About this exercise:
Which lines below contain "AudioGraph"? Copy every one of them.

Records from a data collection
_____

//! Audio filter-graph construction.
//!
//! Pure translation of a segment's sound list into the ffmpeg
//! `-filter_complex` form: one labeled chain per sound (trim, resample,
//! gain, rate change, delay) feeding a single `amix` stage. No I/O
//! happens here; input-level seeks are returned as data for the session
//! to turn into `-ss` arguments.

use std::path::PathBuf;

use scenecast_common::{ScenecastError, ScenecastResult};
use scenecast_export_model::Sound;

/// Output label of the mixed audio stream.
pub const MIX_LABEL: &str = "mix";

/// Parameters of one filter, decided at the call site.
///
/// Either a positional list (`aresample=48000`) or ordered key/value
/// pairs (`atrim=end=3.5`). Parameterless filters carry an empty
/// positional list.
#[derive(Debug, Clone, PartialEq)]
pub enum FilterParams {
    Positional(Vec<String>),
    Named(Vec<(String, String)>),
}

/// A named filter plus its parameters.
#[derive(Debug, Clone, PartialEq)]
pub struct FilterOp {
    pub name: String,
    pub params: FilterParams,
}

impl FilterOp {
    pub fn positional<I, S>(name: &str, args: I) -> Self
    where
        I: IntoIterator<Item = S>,
        S: Into<String>,
    {
        Self {
            name: name.to_string(),
            params: FilterParams::Positional(args.into_iter().map(Into::into).collect()),
        }
    }

    pub fn named<I, K, V>(name: &str, pairs: I) -> Self
    where
        I: IntoIterator<Item = (K, V)>,
        K: Into<String>,
        V: Into<String>,
    {
        Self {
            name: name.to_string(),
            params: FilterParams::Named(
                pairs
                    .into_iter()
                    .map(|(k, v)| (k.into(), v.into()))
                    .collect(),
            ),
        }
    }

    /// Render as ffmpeg filter syntax, e.g. `adelay=delays=500:all=1`.
    pub fn render(&self) -> String {
        let rendered = match &self.params {
            FilterParams::Positional(args) => args
                .iter()
                .map(|a| escape_param(a))
                .collect::<Vec<_>>()
                .join(":"),
            FilterParams::Named(pairs) => pairs
                .iter()
                .map(|(k, v)| format!("{k}={}", escape_param(v)))
                .collect::<Vec<_>>()
                .join(":"),
        };
        if rendered.is_empty() {
            self.name.clone()
        } else {
            format!("{}={rendered}", self.name)
        }
    }
}

/// An ordered sequence of filters from labeled inputs to one labeled output.
#[derive(Debug, Clone, PartialEq)]
pub struct FilterChain {
    /// Input stream labels, without brackets (e.g. `1:a`, `snd0`).
    pub inputs: Vec<String>,
    pub ops: Vec<FilterOp>,
    /// Output stream label, without brackets.
    pub output: String,
}

impl FilterChain {
    /// Render as one `filter_complex` chain, e.g. `[1:a]aresample=48000[snd0]`.
    pub fn render(&self) -> String {
        let inputs: String = self.inputs.iter().map(|l| format!("[{l}]")).collect();
        let ops = self
            .ops
            .iter()
            .map(FilterOp::render)
            .collect::<Vec<_>>()
            .join(",");
        format!("{inputs}{ops}[{}]", self.output)
    }
}

/// One audio input of the encoder invocation.
#[derive(Debug, Clone, PartialEq)]
pub struct SoundInput {
    pub path: PathBuf,

    /// Input-level pre-seek in seconds, applied before any filtering.
    pub seek: Option<f64>,
}

/// The complete audio side of one segment: inputs, per-sound chains,
/// and the final mix stage.
#[derive(Debug, Clone, Default)]
pub struct AudioGraph {
    pub inputs: Vec<SoundInput>,
    pub chains: Vec<FilterChain>,
    pub mix: Option<FilterChain>,
}

impl AudioGraph {
    /// True when the segment has no audio at all. An empty graph emits
    /// no `-filter_complex` and no audio stream mapping.
    pub fn is_empty(&self) -> bool {
        self.inputs.is_empty()
    }

    /// Label of the mixed output stream, when audio exists.
    pub fn output_label(&self) -> Option<&str> {
        self.mix.as_ref().map(|m| m.output.as_str())
    }

    /// Render the whole graph as the `-filter_complex` argument.
    pub fn filter_complex(&self) -> Option<String> {
        let mix = self.mix.as_ref()?;
        let mut chains: Vec<String> = self.chains.iter().map(FilterChain::render).collect();
        chains.push(mix.render());
        Some(chains.join(";"))
    }
}

/// Build the audio graph for one segment.
///
/// Sounds must already be scoped to the segment and re-baselined; their
/// encoder input indices start at 1 (input 0 is the raw video stream).
pub fn build_audio_graph(sounds: &[Sound], sample_rate: u32) -> ScenecastResult<AudioGraph> {
    if sample_rate == 0 {
        return Err(ScenecastError::filter_graph("sample rate must be non-zero"));
    }

    let mut graph = AudioGraph::default();
    let mut mix_inputs: Vec<String> = Vec::with_capacity(sounds.len());

    for (index, sound) in sounds.iter().enumerate() {
        if sound.playback_rate <= 0.0 {
            return Err(ScenecastError::filter_graph(format!(
                "sound '{}' has non-positive playback rate {}",
                sound.path.display(),
                sound.playback_rate
            )));
        }

        // A negative offset means the sound logically began before the
        // segment; pull the read pointer backward by that amount, scaled
        // by the playback rate so the audio stays aligned after the rate
        // change below.
        let mut trimmed_start = sound.start.unwrap_or(0.0);
        if sound.offset < 0.0 {
            trimmed_start -= sound.offset * sound.playback_rate;
        }

        let input_label = format!("{}:a", index + 1);
        let mut ops: Vec<FilterOp> = Vec::new();

        if let Some(end) = sound.end {
            // End point relative to the already-seeked position.
            ops.push(FilterOp::named(
                "atrim",
                [("end", fmt_f64(end - trimmed_start))],
            ));
        }

        // Common synchronization point: every sound is normalized to the
        // target rate before mixing or further rate changes.
        ops.push(FilterOp::positional("aresample", [sample_rate.to_string()]));

        if let Some(gain) = sound.gain {
            if gain != 0.0 {
                ops.push(FilterOp::positional(
                    "volume",
                    [format!("{}dB", fmt_f64(gain))],
                ));
            }
        }

        if sound.playback_rate != 1.0 {
            // Pitch+speed change via sample-rate reinterpretation, then
            // back to the target rate.
            let adjusted = (sample_rate as f64 * sound.playback_rate).round() as u64;
            ops.push(FilterOp::positional("asetrate", [adjusted.to_string()]));
            ops.push(FilterOp::positional("aresample", [sample_rate.to_string()]));
        }

        if sound.offset > 0.0 {
            let delay_ms = (sound.offset * 1000.0).round() as u64;
            ops.push(FilterOp::named(
                "adelay",
                [("delays", delay_ms.to_string()), ("all", "1".to_string())],
            ));
        }

        graph.inputs.push(SoundInput {
            path: sound.path.clone(),
            seek: (trimmed_start != 0.0).then_some(trimmed_start),
        });

        if ops.is_empty() {
            // Nothing to do for this sound; its raw input feeds the mix.
            mix_inputs.push(input_label);
        } else {
            let output = format!("snd{index}");
            mix_inputs.push(output.clone());
            graph.chains.push(FilterChain {
                inputs: vec![input_label],
                ops,
                output,
            });
        }
    }

    if !sounds.is_empty() {
        // Callers control gain explicitly; auto-normalization would
        // silently alter levels, and dropout fades would mask trims.
        graph.mix = Some(FilterChain {
            inputs: mix_inputs,
            ops: vec![FilterOp::named(
                "amix",
                [
                    ("inputs", sounds.len().to_string()),
                    ("dropout_transition", "0".to_string()),
                    ("normalize", "0".to_string()),
                ],
            )],
            output: MIX_LABEL.to_string(),
        });
    }

    Ok(graph)
}

/// Shortest decimal form of a float (`-6` rather than `-6.0`, `0.5` as is).
fn fmt_f64(value: f64) -> String {
    value.to_string()
}

/// Escape ffmpeg filter-option delimiters in a parameter value.
fn escape_param(value: &str) -> String {
    if !value.contains([':', ',', '[', ']', '\\', '\'']) {
        return value.to_string();
    }
    let mut escaped = String::with_capacity(value.len() + 4);
    for ch in value.chars() {
        if matches!(ch, ':' | ',' | '[' | ']' | '\\' | '\'') {
            escaped.push('\\');
        }
        escaped.push(ch);
    }
    escaped
}

#[cfg(test)]
mod tests {
    use super::*;
    use proptest::prelude::*;

    fn sound(path: &str) -> Sound {
        Sound::new(path)
    }

    #[test]
    fn empty_sound_list_builds_empty_graph() {
        let graph = build_audio_graph(&[], 48000).unwrap();
        assert!(graph.is_empty());
        assert!(graph.filter_complex().is_none());
        assert!(graph.output_label().is_none());
    }

    #[test]
    fn default_sound_gets_only_the_resample_stage() {
        let graph = build_audio_graph(&[sound("a.wav")], 48000).unwrap();
        assert_eq!(graph.chains.len(), 1);
        assert_eq!(graph.chains[0].ops.len(), 1);
        assert_eq!(graph.chains[0].ops[0].render(), "aresample=48000");
        assert_eq!(graph.inputs[0].seek, None);
    }

    #[test]
    fn negative_offset_becomes_a_rate_scaled_pre_seek() {
        let mut s = sound("a.wav");
        s.offset = -2.0;
        s.start = Some(1.0);
        s.playback_rate = 1.5;
        s.end = Some(10.0);

        let graph = build_audio_graph(&[s], 48000).unwrap();
        // trimmed_start = 1.0 - (-2.0 * 1.5) = 4.0
        assert_eq!(graph.inputs[0].seek, Some(4.0));
        // atrim end is expressed relative to the seeked position.
        assert_eq!(graph.chains[0].ops[0].render(), "atrim=end=6");
    }

    #[test]
    fn playback_rate_change_pairs_asetrate_with_resample() {
        let mut s = sound("a.wav");
        s.playback_rate = 1.25;

        let graph = build_audio_graph(&[s], 48000).unwrap();
        let rendered: Vec<String> = graph.chains[0].ops.iter().map(FilterOp::render).collect();
        assert_eq!(rendered, vec!["aresample=48000", "asetrate=60000", "aresample=48000"]);
    }

    #[test]
    fn mix_stage_takes_all_labels_without_normalization() {
        let sounds = vec![sound("a.wav"), sound("b.wav"), sound("c.wav")];
        let graph = build_audio_graph(&sounds, 44100).unwrap();

        let mix = graph.mix.as_ref().unwrap();
        assert_eq!(mix.inputs, vec!["snd0", "snd1", "snd2"]);
        assert_eq!(
            mix.ops[0].render(),
            "amix=inputs=3:dropout_transition=0:normalize=0"
        );
        assert_eq!(graph.output_label(), Some("mix"));
    }

    #[test]
    fn example_chain_resample_volume_delay() {
        // fps=30, one sound {offset: 0.5, gain: -6, rate: 1}, 48 kHz.
        let mut s = sound("voice.wav");
        s.offset = 0.5;
        s.gain = Some(-6.0);

        let graph = build_audio_graph(&[s], 48000).unwrap();
        let rendered: Vec<String> = graph.chains[0].ops.iter().map(FilterOp::render).collect();
        assert_eq!(
            rendered,
            vec!["aresample=48000", "volume=-6dB", "adelay=delays=500:all=1"]
        );
        assert_eq!(
            graph.mix.as_ref().unwrap().ops[0].render(),
            "amix=inputs=1:dropout_transition=0:normalize=0"
        );
    }

    #[test]
    fn zero_gain_emits_no_volume_filter() {
        let mut s = sound("a.wav");
        s.gain = Some(0.0);

        let graph = build_audio_graph(&[s], 48000).unwrap();
        assert!(graph.chains[0].ops.iter().all(|op| op.name != "volume"));
    }

    #[test]
    fn filter_complex_joins_chains_and_mix() {
        let mut a = sound("a.wav");
        a.offset = 0.25;
        let b = sound("b.wav");

        let graph = build_audio_graph(&[a, b], 48000).unwrap();
        assert_eq!(
            graph.filter_complex().unwrap(),
            "[1:a]aresample=48000,adelay=delays=250:all=1[snd0];\
             [2:a]aresample=48000[snd1];\
             [snd0][snd1]amix=inputs=2:dropout_transition=0:normalize=0[mix]"
        );
    }

    #[test]
    fn non_positive_playback_rate_is_rejected() {
        let mut s = sound("a.wav");
        s.playback_rate = -1.0;
        assert!(build_audio_graph(&[s], 48000).is_err());
        assert!(build_audio_graph(&[sound("a.wav")], 0).is_err());
    }

    #[test]
    fn param_escaping_covers_option_delimiters() {
        assert_eq!(escape_param("48000"), "48000");
        assert_eq!(escape_param("a:b"), "a\\:b");
        assert_eq!(escape_param("x,y"), "x\\,y");
    }

    proptest! {
        #[test]
        fn rate_change_is_always_followed_by_target_resample(
            rate in 0.05f64..8.0,
        ) {
            prop_assume!((rate - 1.0).abs() > 1e-9);
            let mut s = sound("a.wav");
            s.playback_rate = rate;

            let graph = build_audio_graph(&[s], 48000).unwrap();
            let ops = &graph.chains[0].ops;
            let pos = ops.iter().position(|op| op.name == "asetrate").unwrap();
            let expected = (48000f64 * rate).round() as u64;
            prop_assert_eq!(ops[pos].render(), format!("asetrate={expected}"));
            prop_assert_eq!(ops[pos + 1].render(), "aresample=48000".to_string());
        }

        #[test]
        fn negative_offsets_always_request_the_scaled_seek(
            offset in -30.0f64..-0.001,
            start in 0.0f64..10.0,
            rate in 0.1f64..4.0,
        ) {
            let mut s = sound("a.wav");
            s.offset = offset;
            s.start = Some(start);
            s.playback_rate = rate;

            let graph = build_audio_graph(&[s], 48000).unwrap();
            let expected = start - offset * rate;
            let seek = graph.inputs[0].seek.unwrap();
            prop_assert!((seek - expected).abs() < 1e-9);
        }

        #[test]
        fn mix_arity_always_matches_sound_count(n in 1usize..8) {
            let sounds: Vec<Sound> = (0..n)
                .map(|i| sound(&format!("s{i}.wav")))
                .collect();
            let graph = build_audio_graph(&sounds, 48000).unwrap();
            let mix = graph.mix.unwrap();
            prop_assert_eq!(mix.inputs.len(), n);
            prop_assert_eq!(
                mix.ops[0].render(),
                format!("amix=inputs={n}:dropout_transition=0:normalize=0")
            );
        }
    }
}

_____

Completed exercise:
pub struct AudioGraph {
impl AudioGraph {
pub fn build_audio_graph(sounds: &[Sound], sample_rate: u32) -> ScenecastResult<AudioGraph> {
    let mut graph = AudioGraph::default();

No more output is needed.